* Problem to work on *
Please give back word for word the lines below, from the first one through the one with "as whole seconds.".

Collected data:
- Opening Delimiter -

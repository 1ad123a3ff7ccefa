use serde::{Deserialize, Serialize};

/// Floor for user-supplied durations, in minutes.
///
/// Invalid input (non-positive, NaN, unparseable) is coerced to this
/// value rather than rejected; the user never sees an input error.
pub const MIN_MINUTES: f64 = 0.5;

/// Session/break duration configuration, stored as whole seconds.
#[derive(Debug, Clone, Copy, PartialEq, Eq, Serialize, Deserialize)]
pub struct Durations {
    /// Session (focus) phase length in seconds.
    pub session_secs: u64,
    /// Break phase length in seconds.
    pub break_secs: u64,
    /// Number of completed sessions that make up one dot cycle.
    pub sessions_per_cycle: u32,
}

impl Durations {
    /// Build from minute values, sanitizing each through [`Durations::sanitize_minutes`].
    pub fn from_minutes(session_min: f64, break_min: f64) -> Self {
        Self {
            session_secs: Self::sanitize_minutes(session_min),
            break_secs: Self::sanitize_minutes(break_min),
            sessions_per_cycle: 4,
        }
    }

    /// Convert a minute value to whole seconds, enforcing the floor.
    ///
    /// Non-finite and non-positive values become [`MIN_MINUTES`]. Positive
    /// values pass through and are rounded to the nearest second.
    pub fn sanitize_minutes(minutes: f64) -> u64 {
        let minutes = if minutes.is_finite() && minutes > 0.0 {
            minutes
        } else {
            MIN_MINUTES
        };
        (minutes * 60.0).round() as u64
    }

    /// Parse a user-typed minute string, coercing parse failures to the floor.
    pub fn parse_minutes(input: &str) -> u64 {
        let minutes = input.trim().parse::<f64>().unwrap_or(MIN_MINUTES);
        Self::sanitize_minutes(minutes)
    }
}

impl Default for Durations {
    /// 25-minute sessions, 5-minute breaks, 4 sessions per cycle.
    fn default() -> Self {
        Self {
            session_secs: 25 * 60,
            break_secs: 5 * 60,
            sessions_per_cycle: 4,
        }
    }
}
use thiserror::Error;

/// Failure kinds the scrape can hit. Only `TransientFetch` is ever retried,
/// and only once; everything else goes straight to the caller.
#[derive(Debug, Error)]
pub enum ScrapeError {
    #[error("transient fetch failure: {0}")]
    TransientFetch(String),

    #[error("summary is missing required field `{0}`")]
    MalformedSummary(&'static str),

    #[error("unexpected response from the legislation source: {0}")]
    BadResponse(String),

    #[error("unparseable date {value:?}")]
    InvalidDate {
        value: String,
        #[source]
        source: time::error::Parse,
    },
}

- Closing Delimiter -

* Response area *
repository 1ad123a3ff7ccefa
use serde::{Deserialize, Serialize};

/// Floor for user-supplied durations, in minutes.
///
/// Invalid input (non-positive, NaN, unparseable) is coerced to this
/// value rather than rejected; the user never sees an input error.
pub const MIN_MINUTES: f64 = 0.5;

/// Session/break duration configuration, stored as whole seconds.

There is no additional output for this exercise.